Analysis pipeline and hit calling
All growth curves within a plate were truncated at the transition time from exponential to stationary phase and converted to normalized AUCs using in-run control wells (no drug) as described before4. We then calculated z-scores based on these normalized AUCs, removed replicates with 8-fold differences in z-scores to eliminate noise effects, computed mean z-scores across the two replicates and selected combinations with mean z-scores > 3. This selection included 19 potential antibiotic antagonists and we followed up on 14 of them (7 potential erythromycin and 7 potential doxycycline antagonists in either B. vulgatus or B. uniformis – see Extended Data Fig. 9) in independent experiments. Validation of microbiome-protective antagonists. First, we kept the erythromycin/doxycycline concentration constant (0.625 µM for erythromycin, 0.078 µM (B. vulgatus)/ 0.039 µM (B. uniformis) for doxycycline) and tested concentration gradients of the potential antagonists with ranges depending on the antagonist’s solubility. Compounds were purchased from independent vendors (Suppl. Table 5) and dissolved at 100x starting concentration in DMSO. Eight 2-fold serial dilutions were prepared in 96-well plates with each row containing a different antagonist, sufficient control DMSO wells and wells with just the respective antibiotic (‘antibiotic-only’ control). These master plates were diluted in MGAM medium (50 µl) to 2 x assay concentration and 25 µl freshly prepared antibiotic solution (4x test concentration) was added. Plates were pre-reduced overnight in an anaerobic chamber and inoculated with 25 µl of overnight cultures (prepared as described under Growth conditions) to reach a starting OD578 of 0.01 and 1% DMSO concentration. Growth was monitored hourly for 24 h after 30 sec of linear shaking (as described for the screen4). Experiments were performed in biological triplicates. For analysis, growth curves were converted into normalized AUCs (see above). We accounted for residual growth in the presence of the antibiotic by subtracting the median normalized AUCs of the ‘antibiotic-only’ control per plate. We computed medians across triplicates and considered a normalized AUC > 0.25 as concentration-dependent growth rescue by the antagonist.

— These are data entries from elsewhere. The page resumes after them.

//! Named typed tables with commit/rollback against a table store

use std::collections::BTreeMap;
use std::sync::OnceLock;

use regex::Regex;
use tracing::{debug, info, warn};

use crate::error::{Error, Result};
use crate::schema::{convert, infer_schema, Schema};
use crate::table::Table;

use super::store::TableStore;

fn name_pattern() -> Result<&'static Regex> {
    static RE: OnceLock<std::result::Result<Regex, regex::Error>> = OnceLock::new();
    RE.get_or_init(|| Regex::new(r"^[A-Za-z_][A-Za-z0-9_]*$"))
        .as_ref()
        .map_err(|e| Error::InvalidName(e.to_string()))
}

/// Checks that a table name is a plain identifier
pub fn validate_name(name: &str) -> Result<()> {
    if name_pattern()?.is_match(name) {
        Ok(())
    } else {
        Err(Error::InvalidName(name.to_string()))
    }
}

/// Registry of named tables and their schemas.
///
/// Table names are unique. With discovery enabled, tables present in the
/// store but not yet in memory are loaded on first use.
pub struct Catalog {
    tables: BTreeMap<String, Table>,
    schemas: BTreeMap<String, Schema>,
    store: Box<dyn TableStore>,
    discover: bool,
}

impl Catalog {
    pub fn new(store: Box<dyn TableStore>) -> Self {
        Self {
            tables: BTreeMap::new(),
            schemas: BTreeMap::new(),
            store,
            discover: false,
        }
    }

    /// Enables lazy loading of stored tables on first reference
    pub fn with_discovery(mut self, discover: bool) -> Self {
        self.discover = discover;
        self
    }

    /// Returns true if the table is in memory or discoverable in the store
    pub fn contains(&self, name: &str) -> bool {
        self.tables.contains_key(name) || (self.discover && self.store.exists(name))
    }

    /// Creates an empty table from a schema
    pub fn create(&mut self, name: &str, schema: Schema) -> Result<()> {
        validate_name(name)?;
        if self.contains(name) {
            return Err(Error::DuplicateTable(name.to_string()));
        }
        let columns = schema.resolve()?;
        let canonical = Schema::of_columns(&columns);

        self.tables.insert(name.to_string(), Table::new(columns));
        self.schemas.insert(name.to_string(), canonical);
        info!(table = %name, columns = schema.len(), "created table");
        Ok(())
    }

    /// Attaches an externally supplied table, coercing it to `schema` if given
    pub fn register(&mut self, name: &str, table: Table, schema: Option<&Schema>) -> Result<()> {
        validate_name(name)?;
        if self.contains(name) {
            return Err(Error::DuplicateTable(name.to_string()));
        }
        let table = match schema {
            Some(schema) => convert(table, schema)?,
            None => table,
        };

        info!(table = %name, rows = table.row_count(), "registered table");
        self.schemas
            .insert(name.to_string(), Schema::of_columns(table.columns()));
        self.tables.insert(name.to_string(), table);
        Ok(())
    }

    /// Removes a table and its stored snapshot
    pub fn drop(&mut self, name: &str) -> Result<()> {
        if !self.contains(name) {
            return Err(Error::NotFound(format!("Table {} does not exist", name)));
        }
        self.tables.remove(name);
        self.schemas.remove(name);
        if self.store.remove(name)? {
            debug!(location = %self.store.location(name), "removed backing file");
        }
        info!(table = %name, "dropped table");
        Ok(())
    }

    /// Loads a table from the store, inferring column types
    pub fn load(&mut self, name: &str) -> Result<()> {
        validate_name(name)?;
        let raw = self.store.load(name)?;
        let table = raw.into_table();
        let schema = infer_schema(&table);
        let table = convert(table, &schema)?;

        info!(
            table = %name,
            rows = table.row_count(),
            location = %self.store.location(name),
            "loaded table"
        );
        self.schemas.insert(name.to_string(), schema);
        self.tables.insert(name.to_string(), table);
        Ok(())
    }

    /// Makes sure a referenced table is in memory
    pub fn ensure_loaded(&mut self, name: &str) -> Result<()> {
        if self.tables.contains_key(name) {
            return Ok(());
        }
        if self.discover && self.store.exists(name) {
            return self.load(name);
        }
        Err(Error::NotFound(format!("Table {} does not exist", name)))
    }

    pub fn get(&self, name: &str) -> Result<&Table> {
        self.tables
            .get(name)
            .ok_or_else(|| Error::NotFound(format!("Table {} does not exist", name)))
    }

    pub fn get_mut(&mut self, name: &str) -> Result<&mut Table> {
        self.tables
            .get_mut(name)
            .ok_or_else(|| Error::NotFound(format!("Table {} does not exist", name)))
    }

    pub fn schema(&self, name: &str) -> Option<&Schema> {
        self.schemas.get(name)
    }

    /// Names of loaded tables plus, with discovery, stored ones
    pub fn table_names(&self) -> Result<Vec<String>> {
        let mut names: Vec<String> = self.tables.keys().cloned().collect();
        if self.discover {
            names.extend(self.store.list()?);
            names.sort();
            names.dedup();
        }
        Ok(names)
    }

    pub fn len(&self) -> usize {
        self.tables.len()
    }

    pub fn is_empty(&self) -> bool {
        self.tables.is_empty()
    }

    /// Writes every in-memory table to the store.
    ///
    /// Tables are saved one at a time; a failure leaves earlier tables
    /// persisted.
    pub fn commit(&mut self) -> Result<()> {
        let mut saved = 0;
        for (name, table) in &self.tables {
            if let Err(e) = self.store.save(name, &table.to_raw()) {
                warn!(table = %name, saved, error = %e, "commit failed part way");
                return Err(e);
            }
            saved += 1;
        }
        info!(tables = saved, "committed");
        Ok(())
    }

    /// Reloads every in-memory table from its last committed snapshot.
    ///
    /// A failure leaves earlier tables restored.
    pub fn rollback(&mut self) -> Result<()> {
        let names: Vec<String> = self.tables.keys().cloned().collect();
        for (restored, name) in names.iter().enumerate() {
            if let Err(e) = self.restore(name) {
                warn!(table = %name, restored, error = %e, "rollback failed part way");
                return Err(e);
            }
        }
        info!(tables = names.len(), "rolled back");
        Ok(())
    }

    fn restore(&mut self, name: &str) -> Result<()> {
        let raw = self.store.load(name)?;
        let schema = match (self.schemas.get(name), self.tables.get(name)) {
            (Some(schema), _) => schema.clone(),
            (None, Some(table)) => Schema::of_columns(table.columns()),
            (None, None) => Schema::new(),
        };
        let table = convert(raw.into_table(), &schema)?;
        self.tables.insert(name.to_string(), table);
        Ok(())
    }

    /// Drops every table from memory; stored snapshots are untouched
    pub fn close(&mut self) {
        debug!(tables = self.tables.len(), "closing catalog");
        self.tables.clear();
        self.schemas.clear();
    }
}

Checkerboard assays for anaerobic commensals
Validated antagonists were further investigated in 8×8 checkerboard assays, where both antibiotics and antagonists were titrated against each other. Such assays were first performed for the commensals that were originally screened (i. e. B. vulgatus and B. uniformis – 4 replicates) and later expanded towards six further gut microbes (B. caccae, B. fragilis NT, B. ovatus, B. thetaiotaomicron, P. copri, P. distasonis – 2 replicates). For vertical gradients, 2-fold serial dilutions of the antagonists were prepared first in 100x in DMSO and diluted in MGAM as described above (section ‘Validation of microbiome-protective antagonists’). Horizontal antibiotic dilution series were freshly prepared in MGAM at 4x final concentration in equidistant concentration steps. Both, vertical and horizontal dilution series were combined (50 µl of the antagonist gradients (2x) and 25 µl of the antibiotic gradients (4x)) in 96 well plates. Plates were pre-reduced under anaerobic conditions overnight, inoculated with 25 µl of diluted overnight culture (at 4x starting OD) and sealed with breathable membrane (Breathe-Easy®). Bacterial growth was monitored once per hour for 24 h after 30 sec linear shaking (Eon + Biostack 4, Biotek) under anaerobic conditions. Growth curves were converted into normalized AUCs as described using in-plate controls to define unperturbed growth.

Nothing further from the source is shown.